> **What you need to do**:
Restate the data that follows exactly as it stands, beginning with the first line and ending with the line that contains "pub(crate) enum StoreValue".

Items from a data source:
════════════════════
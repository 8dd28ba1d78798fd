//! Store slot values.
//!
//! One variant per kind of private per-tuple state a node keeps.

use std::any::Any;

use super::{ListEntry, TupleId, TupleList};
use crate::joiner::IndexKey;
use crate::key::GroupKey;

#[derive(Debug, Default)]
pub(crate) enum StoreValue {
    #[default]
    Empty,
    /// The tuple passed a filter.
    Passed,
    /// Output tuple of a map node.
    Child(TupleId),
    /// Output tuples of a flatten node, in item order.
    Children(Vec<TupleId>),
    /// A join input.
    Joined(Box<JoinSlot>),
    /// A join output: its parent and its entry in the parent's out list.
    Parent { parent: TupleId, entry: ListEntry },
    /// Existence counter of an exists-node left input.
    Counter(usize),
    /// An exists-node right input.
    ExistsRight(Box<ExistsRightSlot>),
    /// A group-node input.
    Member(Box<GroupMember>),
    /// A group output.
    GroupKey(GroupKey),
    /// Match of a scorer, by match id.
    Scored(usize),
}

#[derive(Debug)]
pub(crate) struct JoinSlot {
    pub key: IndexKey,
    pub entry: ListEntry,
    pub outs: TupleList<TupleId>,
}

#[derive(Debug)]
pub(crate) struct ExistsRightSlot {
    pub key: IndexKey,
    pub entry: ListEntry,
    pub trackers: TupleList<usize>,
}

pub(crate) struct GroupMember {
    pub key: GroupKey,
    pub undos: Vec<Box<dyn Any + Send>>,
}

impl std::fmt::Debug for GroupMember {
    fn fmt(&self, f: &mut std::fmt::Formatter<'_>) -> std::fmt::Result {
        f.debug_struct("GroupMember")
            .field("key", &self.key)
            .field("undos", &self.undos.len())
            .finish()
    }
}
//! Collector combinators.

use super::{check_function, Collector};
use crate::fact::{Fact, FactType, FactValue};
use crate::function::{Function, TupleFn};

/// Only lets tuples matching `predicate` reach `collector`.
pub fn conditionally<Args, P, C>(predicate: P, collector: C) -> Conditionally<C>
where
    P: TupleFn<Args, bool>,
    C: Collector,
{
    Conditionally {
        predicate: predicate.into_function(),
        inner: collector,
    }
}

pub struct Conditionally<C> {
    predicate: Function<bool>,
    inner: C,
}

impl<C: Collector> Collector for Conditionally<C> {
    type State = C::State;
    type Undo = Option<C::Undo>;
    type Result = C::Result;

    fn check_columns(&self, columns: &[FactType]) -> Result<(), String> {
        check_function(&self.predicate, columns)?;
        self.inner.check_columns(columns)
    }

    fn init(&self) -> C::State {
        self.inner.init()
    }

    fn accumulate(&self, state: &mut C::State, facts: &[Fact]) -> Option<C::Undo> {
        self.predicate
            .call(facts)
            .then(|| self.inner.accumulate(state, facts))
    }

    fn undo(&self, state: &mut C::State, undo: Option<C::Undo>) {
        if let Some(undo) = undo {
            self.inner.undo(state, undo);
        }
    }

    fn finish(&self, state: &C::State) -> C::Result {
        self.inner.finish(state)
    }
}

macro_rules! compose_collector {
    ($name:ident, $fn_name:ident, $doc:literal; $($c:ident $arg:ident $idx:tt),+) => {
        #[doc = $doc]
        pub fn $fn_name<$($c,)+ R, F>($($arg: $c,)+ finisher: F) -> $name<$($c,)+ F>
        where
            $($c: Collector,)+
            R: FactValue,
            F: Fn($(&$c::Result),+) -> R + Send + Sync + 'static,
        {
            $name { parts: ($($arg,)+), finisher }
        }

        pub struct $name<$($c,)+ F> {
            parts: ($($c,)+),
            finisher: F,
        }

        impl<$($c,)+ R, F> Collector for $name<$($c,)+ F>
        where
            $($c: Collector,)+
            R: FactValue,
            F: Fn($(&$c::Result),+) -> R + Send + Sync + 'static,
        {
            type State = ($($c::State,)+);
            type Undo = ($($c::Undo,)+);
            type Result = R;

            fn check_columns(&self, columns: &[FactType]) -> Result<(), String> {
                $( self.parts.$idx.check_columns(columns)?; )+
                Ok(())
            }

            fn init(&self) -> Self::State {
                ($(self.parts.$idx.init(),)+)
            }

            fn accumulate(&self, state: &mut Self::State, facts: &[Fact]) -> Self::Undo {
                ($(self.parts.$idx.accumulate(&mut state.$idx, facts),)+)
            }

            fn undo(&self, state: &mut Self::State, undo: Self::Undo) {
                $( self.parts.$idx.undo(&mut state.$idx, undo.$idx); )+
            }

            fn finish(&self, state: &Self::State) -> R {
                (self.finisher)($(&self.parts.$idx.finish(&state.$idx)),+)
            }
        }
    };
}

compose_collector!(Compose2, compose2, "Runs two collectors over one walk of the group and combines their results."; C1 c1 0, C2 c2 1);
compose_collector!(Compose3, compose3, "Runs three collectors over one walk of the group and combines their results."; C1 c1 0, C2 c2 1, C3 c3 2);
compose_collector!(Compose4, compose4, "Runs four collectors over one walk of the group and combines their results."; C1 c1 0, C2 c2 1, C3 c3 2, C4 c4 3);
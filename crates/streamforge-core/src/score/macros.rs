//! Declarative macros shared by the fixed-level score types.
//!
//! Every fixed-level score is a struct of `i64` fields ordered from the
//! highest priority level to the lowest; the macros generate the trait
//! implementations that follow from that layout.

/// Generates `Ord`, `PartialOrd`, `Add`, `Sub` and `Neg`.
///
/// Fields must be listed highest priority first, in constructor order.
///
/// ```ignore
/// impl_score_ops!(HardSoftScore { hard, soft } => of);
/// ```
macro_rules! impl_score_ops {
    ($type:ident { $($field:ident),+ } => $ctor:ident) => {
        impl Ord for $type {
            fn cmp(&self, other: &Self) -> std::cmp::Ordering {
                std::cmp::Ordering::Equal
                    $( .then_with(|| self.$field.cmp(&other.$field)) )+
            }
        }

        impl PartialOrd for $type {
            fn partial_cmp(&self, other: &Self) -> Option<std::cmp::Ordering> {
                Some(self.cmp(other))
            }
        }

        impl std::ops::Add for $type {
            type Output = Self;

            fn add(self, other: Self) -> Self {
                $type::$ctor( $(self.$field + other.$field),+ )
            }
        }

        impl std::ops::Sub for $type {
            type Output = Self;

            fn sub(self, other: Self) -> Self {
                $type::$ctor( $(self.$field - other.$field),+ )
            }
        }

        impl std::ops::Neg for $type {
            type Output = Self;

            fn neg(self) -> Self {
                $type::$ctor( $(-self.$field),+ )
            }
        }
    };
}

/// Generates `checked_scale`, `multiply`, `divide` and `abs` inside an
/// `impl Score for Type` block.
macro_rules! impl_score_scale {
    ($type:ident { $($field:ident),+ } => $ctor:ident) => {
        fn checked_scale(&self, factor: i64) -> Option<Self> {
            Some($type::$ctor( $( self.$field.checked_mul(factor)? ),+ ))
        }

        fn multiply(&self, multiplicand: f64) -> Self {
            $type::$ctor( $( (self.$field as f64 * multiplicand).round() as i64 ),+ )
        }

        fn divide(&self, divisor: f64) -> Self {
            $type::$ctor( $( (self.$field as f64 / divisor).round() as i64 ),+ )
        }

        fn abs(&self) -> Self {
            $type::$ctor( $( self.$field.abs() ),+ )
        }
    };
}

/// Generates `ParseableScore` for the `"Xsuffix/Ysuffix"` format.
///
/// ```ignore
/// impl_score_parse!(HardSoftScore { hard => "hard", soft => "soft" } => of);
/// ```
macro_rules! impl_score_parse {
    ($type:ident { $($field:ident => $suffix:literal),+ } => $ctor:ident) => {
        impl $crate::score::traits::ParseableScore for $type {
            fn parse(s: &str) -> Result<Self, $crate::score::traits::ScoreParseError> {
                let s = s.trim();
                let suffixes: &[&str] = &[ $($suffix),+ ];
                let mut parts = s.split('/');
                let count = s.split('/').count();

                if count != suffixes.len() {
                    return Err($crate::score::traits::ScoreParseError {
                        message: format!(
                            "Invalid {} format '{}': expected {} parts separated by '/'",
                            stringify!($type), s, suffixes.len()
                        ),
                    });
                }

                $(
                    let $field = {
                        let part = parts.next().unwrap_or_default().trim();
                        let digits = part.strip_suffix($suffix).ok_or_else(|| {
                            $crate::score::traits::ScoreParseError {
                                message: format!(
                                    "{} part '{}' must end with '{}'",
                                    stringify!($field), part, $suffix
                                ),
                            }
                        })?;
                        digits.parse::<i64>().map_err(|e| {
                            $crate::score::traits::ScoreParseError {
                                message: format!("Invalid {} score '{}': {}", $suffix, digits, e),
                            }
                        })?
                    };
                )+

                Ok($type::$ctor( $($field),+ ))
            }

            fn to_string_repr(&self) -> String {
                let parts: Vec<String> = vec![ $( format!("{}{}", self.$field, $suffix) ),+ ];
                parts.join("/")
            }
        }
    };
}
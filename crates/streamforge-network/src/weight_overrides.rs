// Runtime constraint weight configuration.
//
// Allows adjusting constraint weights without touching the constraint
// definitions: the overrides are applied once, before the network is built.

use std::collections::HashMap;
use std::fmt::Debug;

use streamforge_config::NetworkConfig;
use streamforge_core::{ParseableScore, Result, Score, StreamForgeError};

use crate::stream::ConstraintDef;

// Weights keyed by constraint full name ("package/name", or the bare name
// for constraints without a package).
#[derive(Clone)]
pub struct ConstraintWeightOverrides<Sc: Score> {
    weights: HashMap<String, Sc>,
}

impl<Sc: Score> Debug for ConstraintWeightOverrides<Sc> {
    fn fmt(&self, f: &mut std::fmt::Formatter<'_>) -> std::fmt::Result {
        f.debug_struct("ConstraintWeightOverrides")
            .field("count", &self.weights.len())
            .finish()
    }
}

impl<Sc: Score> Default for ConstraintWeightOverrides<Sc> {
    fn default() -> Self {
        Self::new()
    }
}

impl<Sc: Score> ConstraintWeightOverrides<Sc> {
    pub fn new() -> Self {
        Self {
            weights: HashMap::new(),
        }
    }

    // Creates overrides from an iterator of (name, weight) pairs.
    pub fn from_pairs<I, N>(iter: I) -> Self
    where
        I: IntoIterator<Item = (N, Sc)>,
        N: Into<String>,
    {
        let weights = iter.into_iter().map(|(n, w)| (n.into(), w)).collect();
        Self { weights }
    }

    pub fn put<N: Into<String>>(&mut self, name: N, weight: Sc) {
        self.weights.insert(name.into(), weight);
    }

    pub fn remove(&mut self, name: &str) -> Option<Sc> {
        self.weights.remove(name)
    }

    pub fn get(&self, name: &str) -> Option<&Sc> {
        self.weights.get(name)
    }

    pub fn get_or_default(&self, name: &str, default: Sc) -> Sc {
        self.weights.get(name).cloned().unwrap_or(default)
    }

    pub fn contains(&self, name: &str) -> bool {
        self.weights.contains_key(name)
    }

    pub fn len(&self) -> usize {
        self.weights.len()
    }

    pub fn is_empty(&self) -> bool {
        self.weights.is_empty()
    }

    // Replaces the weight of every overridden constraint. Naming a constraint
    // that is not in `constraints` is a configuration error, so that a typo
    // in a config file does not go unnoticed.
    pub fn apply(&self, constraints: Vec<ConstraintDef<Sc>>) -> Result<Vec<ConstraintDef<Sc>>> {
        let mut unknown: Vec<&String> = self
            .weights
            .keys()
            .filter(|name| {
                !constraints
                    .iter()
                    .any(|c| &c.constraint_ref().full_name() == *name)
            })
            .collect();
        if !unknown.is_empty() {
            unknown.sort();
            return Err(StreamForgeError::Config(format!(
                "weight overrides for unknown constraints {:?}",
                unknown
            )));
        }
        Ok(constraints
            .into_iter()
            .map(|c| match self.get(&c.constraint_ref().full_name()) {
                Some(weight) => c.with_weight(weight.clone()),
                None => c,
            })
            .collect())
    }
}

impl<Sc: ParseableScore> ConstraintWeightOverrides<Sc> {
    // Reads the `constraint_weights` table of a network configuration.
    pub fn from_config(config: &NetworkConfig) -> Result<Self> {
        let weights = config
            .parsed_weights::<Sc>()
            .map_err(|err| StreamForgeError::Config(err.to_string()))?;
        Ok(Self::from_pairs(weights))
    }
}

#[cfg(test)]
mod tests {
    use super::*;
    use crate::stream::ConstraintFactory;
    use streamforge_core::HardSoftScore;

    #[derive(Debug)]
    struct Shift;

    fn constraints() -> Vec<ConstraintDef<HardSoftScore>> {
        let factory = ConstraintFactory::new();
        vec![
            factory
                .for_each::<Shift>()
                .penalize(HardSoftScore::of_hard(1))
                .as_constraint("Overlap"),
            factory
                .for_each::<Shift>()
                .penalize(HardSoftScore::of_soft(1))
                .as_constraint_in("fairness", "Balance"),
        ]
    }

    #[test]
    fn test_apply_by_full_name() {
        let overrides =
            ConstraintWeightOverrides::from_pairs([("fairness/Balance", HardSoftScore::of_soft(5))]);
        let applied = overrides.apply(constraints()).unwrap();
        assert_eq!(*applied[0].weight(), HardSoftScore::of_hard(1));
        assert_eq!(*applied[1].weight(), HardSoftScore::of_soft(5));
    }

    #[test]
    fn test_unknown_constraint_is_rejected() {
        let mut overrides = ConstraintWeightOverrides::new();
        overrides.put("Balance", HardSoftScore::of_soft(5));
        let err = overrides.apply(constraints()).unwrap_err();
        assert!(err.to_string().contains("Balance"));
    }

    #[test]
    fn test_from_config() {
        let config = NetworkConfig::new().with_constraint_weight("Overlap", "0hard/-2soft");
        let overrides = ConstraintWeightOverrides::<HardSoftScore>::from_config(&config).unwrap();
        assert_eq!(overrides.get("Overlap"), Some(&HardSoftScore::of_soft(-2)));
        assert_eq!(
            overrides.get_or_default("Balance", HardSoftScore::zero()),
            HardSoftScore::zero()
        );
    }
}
════════════════════
> **Exercise response**:
repository 8dd28ba1d78798fd
//! Store slot values.
//!
//! One variant per kind of private per-tuple state a node keeps.

use std::any::Any;

use super::{ListEntry, TupleId, TupleList};
use crate::joiner::IndexKey;
use crate::key::GroupKey;

#[derive(Debug, Default)]
pub(crate) enum StoreValue {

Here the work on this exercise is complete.